Олег опять смолк и долго шёл в молчании, как бы в полузабытьи, а я не вызывал его из этого забытья. Я сам вспоминал тот полуголодный сибирский городок на берегу Иртыша, с крепкими тесовыми оградами, с могучими пятистенниками, с непролазной грязью улиц, с постоянными драками мальчишек в каждом переулке, драками без всякого повода, с побоищами до крови в городском парке. Там сытое местное хулиганье и воры дрались с тощими, вечно голодными курсантами Ленинградского военно-морского училища. Этих интеллигентных тощих и умных ребят фиксатые блатные презрительно называли ракушниками, били их с особым почему-то ожесточением. Видимо, зуб имели на них за интеллигентность.
— Ну так вот, — снова заговорил Олег, — лагерь, где уничтожали наших отцов, оказывается, был неподалёку от нас. Это был лагерь особого назначения. В ста сорока километрах от Омска, в Дзенском районе. Его построили ещё в 1927 году, когда Сталин готовился завершить свой переворот. Лагерь предназначался для уничтожения партийной верхушки, а особенно военной. За всё время людоедствования там проглочено больше двенадцати тысяч. Да не кого-нибудь... Кулик, Маршал Советского Союза, умер там уже после войны, секретарь Ленинградского обкома Никитин, знаменитый Подвойский десять лет отсидел, там его и убили. Щаденко, бывший друг Ворошилова, особоуполномоченный под Царицыном, лихой советский генерал...
Я слушал Олега Раевского, а сам чувствовал, что за спинами у нас кто-то есть. Я чуть повернул голову и глянул назад. За нами шли двое. Два крепыша в спортивных серых пиджаках шагали, беспечно глядя по сторонам, почти на расстоянии прыжка от нас.

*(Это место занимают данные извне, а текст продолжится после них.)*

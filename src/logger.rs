use log::{Level, LevelFilter, Metadata, Record};

pub struct Logger;

static LOGGER: Logger = Logger;

/// Installs the logger; `verbosity` counts `-v` flags.
pub fn init(verbosity: u8) {
    let level = match verbosity {
        0 => LevelFilter::Warn,
        1 => LevelFilter::Debug,
        _ => LevelFilter::Trace,
    };
    if log::set_logger(&LOGGER).is_ok() {
        log::set_max_level(level);
    }
}

impl log::Log for Logger {
    fn enabled(&self, metadata: &Metadata) -> bool {
        metadata.level() <= log::max_level()
    }

    fn log(&self, record: &Record) {
        if !self.enabled(record.metadata()) {
            return;
        }
        match log::max_level() {
            LevelFilter::Debug | LevelFilter::Trace => eprintln!(
                "{} {} {}",
                label(record.level()),
                record.target(),
                record.args()
            ),
            _ => eprintln!("{} {}", label(record.level()), record.args()),
        }
    }

    fn flush(&self) {}
}

fn label(level: Level) -> &'static str {
    match level {
        Level::Error => "[ERROR]",
        Level::Warn => "[WARN]",
        Level::Info => "[INFO]",
        Level::Debug => "[DEBUG]",
        Level::Trace => "[TRACE]",
    }
}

— Кого там только не перемалывали, — продолжал Олег, — наши детдомовские «командармы» выдумывали сказки о своих отцах, а тех уже и на свете не было. Да и самих-то этих сорванцов тоже ждало такое...
— Кстати, а ты не слышал, что с ними случилось? — спросил я, чтобы как-то увести разговор в сторону.

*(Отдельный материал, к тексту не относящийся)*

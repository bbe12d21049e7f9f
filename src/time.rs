//! Timing primitives shared by splice commands: `splice_time()` and
//! `break_duration()`, plus helpers for the 90 kHz presentation clock.

use crate::bit_reader::BitReader;
use crate::bit_writer::{BitWriter, Encodable};
use crate::error::{DecodeResult, EncodeError, EncodeResult};
use std::time::Duration;

#[cfg(feature = "serde")]
use serde::{Deserialize, Serialize};

/// Ticks of the 90 kHz presentation clock per second.
pub const TICKS_PER_SECOND: u64 = 90_000;

/// Largest value a 33-bit PTS field can hold.
pub const PTS_MAX: u64 = 0x1_FFFF_FFFF;

pub trait ClockTimeExt {
    fn as_90k(&self) -> u64;
}

impl ClockTimeExt for Duration {
    fn as_90k(&self) -> u64 {
        (self.as_secs_f64() * TICKS_PER_SECOND as f64) as u64
    }
}

/// Converts 90 kHz ticks to seconds, rounded up to 6 decimal places.
pub fn ticks_to_secs(value: u64) -> f64 {
    (value as f64 / TICKS_PER_SECOND as f64 * 1_000_000.0).ceil() / 1_000_000.0
}

fn ticks_to_duration(ticks: u64) -> Duration {
    // 1 tick = 100_000 / 9 ns
    let nanos = u128::from(ticks) * 100_000 / 9;
    Duration::from_nanos(u64::try_from(nanos).unwrap_or(u64::MAX))
}

/// A `splice_time()` structure.
///
/// The time is either a 33-bit PTS value or explicitly absent; the two
/// cases encode differently and are kept distinct so they survive a round
/// trip.
#[derive(Debug, Default, Clone, Copy, PartialEq, Eq, Hash)]
#[cfg_attr(feature = "serde", derive(Serialize, Deserialize))]
#[cfg_attr(feature = "serde", serde(rename_all = "snake_case"))]
pub enum SpliceTime {
    Specified { pts_time: u64 },
    #[default]
    NotSpecified,
}

impl SpliceTime {
    pub fn from_ticks(ticks: u64) -> Self {
        SpliceTime::Specified { pts_time: ticks }
    }

    pub fn pts_time(&self) -> Option<u64> {
        match self {
            SpliceTime::Specified { pts_time } => Some(*pts_time),
            SpliceTime::NotSpecified => None,
        }
    }

    pub fn time_specified_flag(&self) -> bool {
        matches!(self, SpliceTime::Specified { .. })
    }

    /// The PTS as a duration since the start of the 90 kHz clock.
    pub fn to_duration(&self) -> Option<Duration> {
        self.pts_time().map(ticks_to_duration)
    }

    /// Applies a section's `pts_adjustment`, wrapping at 33 bits.
    pub fn adjusted(&self, pts_adjustment: u64) -> Option<u64> {
        self.pts_time()
            .map(|pts| pts.wrapping_add(pts_adjustment) & PTS_MAX)
    }

    pub(crate) fn read_from(reader: &mut BitReader) -> DecodeResult<Self> {
        if reader.read_bool()? {
            reader.read_reserved(6)?;
            let pts_time = reader.read_bits(33)?;
            Ok(SpliceTime::Specified { pts_time })
        } else {
            reader.read_reserved(7)?;
            Ok(SpliceTime::NotSpecified)
        }
    }
}

impl Encodable for SpliceTime {
    fn encode(&self, writer: &mut BitWriter) -> EncodeResult<()> {
        match self {
            SpliceTime::Specified { pts_time } => {
                writer.write_bool(true)?;
                writer.write_reserved(6)?;
                writer.write_field("pts_time", *pts_time, 33)
            }
            SpliceTime::NotSpecified => {
                writer.write_bool(false)?;
                writer.write_reserved(7)
            }
        }
    }
}

/// A `break_duration()` structure: the length of a break in 90 kHz ticks.
#[derive(Debug, Clone, Copy, PartialEq, Eq, Hash)]
#[cfg_attr(feature = "serde", derive(Serialize, Deserialize))]
pub struct BreakDuration {
    /// Whether the splicer returns to the network on its own when the
    /// break ends.
    pub auto_return: bool,
    pub duration: u64,
}

impl BreakDuration {
    /// Builds a break duration from wall-clock time.
    pub fn from_duration(duration: Duration, auto_return: bool) -> EncodeResult<Self> {
        let ticks = duration.as_90k();
        if ticks > PTS_MAX {
            return Err(EncodeError::FieldOverflow {
                field: "break_duration",
                value: ticks,
                max: PTS_MAX,
            });
        }
        Ok(BreakDuration {
            auto_return,
            duration: ticks,
        })
    }

    pub fn to_duration(&self) -> Duration {
        ticks_to_duration(self.duration)
    }

    pub(crate) fn read_from(reader: &mut BitReader) -> DecodeResult<Self> {
        let auto_return = reader.read_bool()?;
        reader.read_reserved(6)?;
        let duration = reader.read_bits(33)?;
        Ok(BreakDuration {
            auto_return,
            duration,
        })
    }
}

impl Encodable for BreakDuration {
    fn encode(&self, writer: &mut BitWriter) -> EncodeResult<()> {
        writer.write_bool(self.auto_return)?;
        writer.write_reserved(6)?;
        writer.write_field("break_duration", self.duration, 33)
    }
}

#[cfg(test)]
mod tests {
    use super::*;

    #[test]
    fn test_clock_time() {
        let duration = Duration::from_secs(1);
        assert_eq!(duration.as_90k(), 90_000);
    }

    #[test]
    fn test_wall_clock_to_ticks() {
        let time = Duration::from_secs_f64(21388.766756);
        assert_eq!(time.as_90k(), 0x072bd0050);
    }

    #[test]
    fn ticks_render_as_seconds() {
        assert_eq!(ticks_to_secs(90_000), 1.0);
        assert_eq!(ticks_to_secs(2_700_000), 30.0);
    }

    #[test]
    fn specified_time_round_trips() {
        let bytes = [0xFE, 0x72, 0xBD, 0x00, 0x50];
        let time = SpliceTime::read_from(&mut BitReader::new(&bytes)).unwrap();
        assert_eq!(time, SpliceTime::from_ticks(0x072bd0050));
        assert_eq!(time.encode_to_vec().unwrap(), bytes);
    }

    #[test]
    fn unspecified_time_is_one_byte() {
        let bytes = [0x7F];
        let time = SpliceTime::read_from(&mut BitReader::new(&bytes)).unwrap();
        assert_eq!(time, SpliceTime::NotSpecified);
        assert!(!time.time_specified_flag());
        assert_eq!(time.encode_to_vec().unwrap(), bytes);
    }

    #[test]
    fn pts_wider_than_33_bits_is_rejected() {
        let err = SpliceTime::from_ticks(PTS_MAX + 1).encode_to_vec().unwrap_err();
        assert!(matches!(
            err,
            EncodeError::FieldOverflow {
                field: "pts_time",
                ..
            }
        ));
    }

    #[test]
    fn adjustment_wraps_at_33_bits() {
        let time = SpliceTime::from_ticks(PTS_MAX);
        assert_eq!(time.adjusted(2), Some(1));
        assert_eq!(SpliceTime::NotSpecified.adjusted(2), None);
    }

    #[test]
    fn break_duration_round_trips() {
        // auto_return, reserved, 5426421 ticks
        let bytes = [0xFE, 0x00, 0x52, 0xCC, 0xF5];
        let duration = BreakDuration::read_from(&mut BitReader::new(&bytes)).unwrap();
        assert!(duration.auto_return);
        assert_eq!(duration.duration, 5_426_421);
        assert_eq!(duration.encode_to_vec().unwrap(), bytes);
    }

    #[test]
    fn break_duration_from_seconds() {
        let duration = BreakDuration::from_duration(Duration::from_secs(30), true).unwrap();
        assert_eq!(duration.duration, 2_700_000);
        assert_eq!(duration.to_duration(), Duration::from_secs(30));
    }
}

— Один из них смылся с этапа, когда их увозили в Омск. Я его там как-то видел, потом на городском базаре среди уголовников. По карманам лазил, а остальных...
— У вас не найдётся закурить? — спросил меня сзади молодой вежливый голос. Спросил без нахальства.
— Да я не курю, — обернулся я в сторону двух парней в спортивных пиджаках.
Они были уже совсем рядом.
— Очень жаль, — вздохнул один из них, продолжая следовать за нами, — простите великодушно.
— ...а оставшихся увезли в Северный Казахстан. Там были жуткие лагеря для подростков, детей командиров высшего эшелона. Из этих лагерей почти никто не выходил живым... — ответил Олег.